Because in the research I have done, I have found that Lily's symptoms could quite possibly be symptoms of an allergy to just about anything.

I have gone to Twitter and Facebook and internet search engines for answers. ANYTHING that might be able to give me some insight into what's going on with Lily and what other mom's have experienced. I have received so much information pulling me every which way. And now, more than ever, I am confused and struggling, wondering which direction I should go.

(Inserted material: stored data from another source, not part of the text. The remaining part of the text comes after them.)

//! CI configuration editing (`.travis.yml`).
//!
//! The CI job decrypts the committed token before the test phase with an
//! `openssl aes-256-cbc ... -d` line. This module finds such lines in the
//! build-phase sections and inserts or repairs the one for our artifact.
//! The YAML is re-serialized on save, so comments in the file are not kept.

use std::fmt;
use std::path::{Path, PathBuf};

use serde_yaml::{Mapping, Value};
use thiserror::Error;

use crate::cipher::{iv_var_name, key_var_name};
use crate::util::slash_path;

/// Section that new decrypt steps are added to.
pub const DECRYPT_SECTION: &str = "before_install";

/// Sections that run before tests and may hold a decrypt step.
const SCANNED_SECTIONS: &[&str] = &["before_install", "install", "before_script"];

#[derive(Debug, Error)]
pub enum CiConfigError {
    #[error("I/O error on {path}: {source}")]
    Io {
        path: PathBuf,
        #[source]
        source: std::io::Error,
    },

    #[error("Invalid YAML in {path}: {source}")]
    Yaml {
        path: PathBuf,
        #[source]
        source: serde_yaml::Error,
    },

    #[error("{path}: expected a mapping at the top level")]
    NotAMapping { path: PathBuf },

    #[error("{path}: section `{section}` must be a string or a list of strings")]
    BadSection { path: PathBuf, section: String },
}

/// One `openssl aes-256-cbc ... -d` command.
#[derive(Debug, Clone, PartialEq, Eq)]
pub struct DecryptStep {
    /// Env-var prefix (`encrypted_<hash>`).
    pub prefix: String,
    /// Encrypted file, relative to the project root.
    pub input: String,
    /// Plaintext file, relative to the project root.
    pub output: String,
}

impl DecryptStep {
    pub fn new(prefix: impl Into<String>, input: &Path, output: &Path) -> Self {
        Self {
            prefix: prefix.into(),
            input: slash_path(input),
            output: slash_path(output),
        }
    }

    /// Parse a shell command; `None` if it is not a decrypt step.
    pub fn parse(command: &str) -> Option<Self> {
        let mut tokens = command.split_whitespace();
        if tokens.next()? != "openssl" || tokens.next()? != "aes-256-cbc" {
            return None;
        }

        let (mut key, mut iv, mut input, mut output, mut decrypt) = (None, None, None, None, false);
        while let Some(flag) = tokens.next() {
            match flag {
                "-K" => key = tokens.next(),
                "-iv" => iv = tokens.next(),
                "-in" => input = tokens.next(),
                "-out" => output = tokens.next(),
                "-d" => decrypt = true,
                _ => {}
            }
        }
        if !decrypt {
            return None;
        }

        let prefix = env_ref(key?)?.strip_suffix("_key")?.to_string();
        if env_ref(iv?)? != iv_var_name(&prefix) {
            return None;
        }

        Some(Self {
            prefix,
            input: input?.trim_start_matches("./").to_string(),
            output: output?.trim_start_matches("./").to_string(),
        })
    }

    /// Whether this step decrypts the same file to the same place as `other`.
    pub fn same_target(&self, other: &DecryptStep) -> bool {
        self.input == other.input && self.output == other.output
    }
}

impl fmt::Display for DecryptStep {
    fn fmt(&self, f: &mut fmt::Formatter<'_>) -> fmt::Result {
        write!(
            f,
            "openssl aes-256-cbc -K ${} -iv ${} -in {} -out {} -d",
            key_var_name(&self.prefix),
            iv_var_name(&self.prefix),
            self.input,
            self.output
        )
    }
}

/// `$NAME` or `${NAME}` -> `NAME`.
fn env_ref(token: &str) -> Option<&str> {
    let name = token.strip_prefix('$')?;
    let name = match name.strip_prefix('{') {
        Some(inner) => inner.strip_suffix('}')?,
        None => name,
    };
    (!name.is_empty()).then_some(name)
}

/// A decrypt step found in the config, with the section it lives in.
#[derive(Debug, Clone, PartialEq, Eq)]
pub struct FoundStep {
    pub section: String,
    pub step: DecryptStep,
}

/// The CI configuration document.
#[derive(Debug, Clone)]
pub struct CiConfig {
    path: PathBuf,
    doc: Mapping,
    dirty: bool,
}

impl CiConfig {
    /// Load the config at `path`. A missing or empty file is an empty mapping.
    pub async fn load(path: impl Into<PathBuf>) -> Result<Self, CiConfigError> {
        let path = path.into();
        let contents = match tokio::fs::read_to_string(&path).await {
            Ok(c) => c,
            Err(e) if e.kind() == std::io::ErrorKind::NotFound => String::new(),
            Err(source) => return Err(CiConfigError::Io { path, source }),
        };
        Self::parse(path, &contents)
    }

    pub fn parse(path: impl Into<PathBuf>, contents: &str) -> Result<Self, CiConfigError> {
        let path = path.into();
        let doc = if contents.trim().is_empty() {
            Mapping::new()
        } else {
            match serde_yaml::from_str::<Value>(contents) {
                Ok(Value::Mapping(m)) => m,
                Ok(Value::Null) => Mapping::new(),
                Ok(_) => return Err(CiConfigError::NotAMapping { path }),
                Err(source) => return Err(CiConfigError::Yaml { path, source }),
            }
        };
        Ok(Self {
            path,
            doc,
            dirty: false,
        })
    }

    pub fn path(&self) -> &Path {
        &self.path
    }

    pub fn is_dirty(&self) -> bool {
        self.dirty
    }

    fn section_commands(&self, section: &str) -> Result<Vec<String>, CiConfigError> {
        let bad = || CiConfigError::BadSection {
            path: self.path.clone(),
            section: section.to_string(),
        };
        match self.doc.get(section) {
            None | Some(Value::Null) => Ok(Vec::new()),
            Some(Value::String(s)) => Ok(vec![s.clone()]),
            Some(Value::Sequence(items)) => items
                .iter()
                .map(|item| item.as_str().map(str::to_string).ok_or_else(bad))
                .collect(),
            Some(_) => Err(bad()),
        }
    }

    fn set_section_commands(&mut self, section: &str, commands: Vec<String>) {
        let key = Value::String(section.to_string());
        if commands.is_empty() {
            self.doc.remove(&key);
        } else {
            self.doc.insert(
                key,
                Value::Sequence(commands.into_iter().map(Value::String).collect()),
            );
        }
        self.dirty = true;
    }

    /// Every decrypt step in the scanned sections, in file order.
    pub fn decrypt_steps(&self) -> Result<Vec<FoundStep>, CiConfigError> {
        let mut found = Vec::new();
        for section in SCANNED_SECTIONS {
            for command in self.section_commands(section)? {
                if let Some(step) = DecryptStep::parse(&command) {
                    found.push(FoundStep {
                        section: section.to_string(),
                        step,
                    });
                }
            }
        }
        Ok(found)
    }

    /// Make `step` the one and only decrypt step for its input/output pair.
    ///
    /// Steps for the same pair with a stale prefix are rewritten in place and
    /// duplicates are dropped. If none exists, the step is appended to
    /// `before_install`. Returns whether the document changed.
    pub fn ensure_decrypt_step(&mut self, step: &DecryptStep) -> Result<bool, CiConfigError> {
        let rendered = step.to_string();
        let mut placed = false;
        let mut changed = false;

        for section in SCANNED_SECTIONS {
            let commands = self.section_commands(section)?;
            let mut updated = Vec::with_capacity(commands.len());
            let mut section_changed = false;

            for command in commands {
                match DecryptStep::parse(&command) {
                    Some(existing) if existing.same_target(step) => {
                        if placed {
                            section_changed = true;
                            continue;
                        }
                        placed = true;
                        if existing != *step {
                            tracing::info!("Replacing stale decrypt step in {}", section);
                            section_changed = true;
                            updated.push(rendered.clone());
                        } else {
                            updated.push(command);
                        }
                    }
                    _ => updated.push(command),
                }
            }

            if section_changed {
                self.set_section_commands(section, updated);
                changed = true;
            }
        }

        if !placed {
            let mut commands = self.section_commands(DECRYPT_SECTION)?;
            tracing::info!("Adding decrypt step to {}", DECRYPT_SECTION);
            commands.push(rendered);
            self.set_section_commands(DECRYPT_SECTION, commands);
            changed = true;
        }

        Ok(changed)
    }

    pub fn render(&self) -> Result<String, CiConfigError> {
        serde_yaml::to_string(&self.doc).map_err(|source| CiConfigError::Yaml {
            path: self.path.clone(),
            source,
        })
    }

    /// Write the document back if it changed.
    pub async fn save(&mut self) -> Result<(), CiConfigError> {
        if !self.dirty {
            return Ok(());
        }
        let contents = self.render()?;
        tokio::fs::write(&self.path, contents)
            .await
            .map_err(|source| CiConfigError::Io {
                path: self.path.clone(),
                source,
            })?;
        self.dirty = false;
        Ok(())
    }
}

Should I consult an allergist? I mean, if I can prevent her from going through this, then I would love to. And after a very insightful and informative conversation with my step-sister (her son has allergies and asthma), I now feel more equipped to handle what our next steps should be. I have no desire to put Lily through allergy testing, but if a 30 minutes appointment, with a little temporary discomfort is all it will take to tell me if she is allergic to something I can just plain STOP giving her (a food) or allowing her to be around (an animal), then I feel like it will make the results so much quicker. I can't say I'd be able to manage a 2 week hiatus from dairy, just to "see" if she's allergic to it.

And i KNOW this kinda of goes beyond my general overall philosophy of natural and alternative medication, but if she IS allergic to something she'll need treatment for, then I know I will try homeopathic and alternative remedies FIRST, because that is more our nature. I think finding out IF she has an allergy/allergies will be invaluable. So yes, tomorrow, I am calling the allergist my step-sister recommended. Because living with this wonder and what-if's of her being sick so much is killing me, and I am sure it is even harder on her. I will find an answer.

These last few days have made me doubt myself. But right now, I feel empowered. I am ready to handle this and take it on myself. I NEED to know if I can make it better for her. I KNOW I can do this.

And now, my instincts....they ARE enough.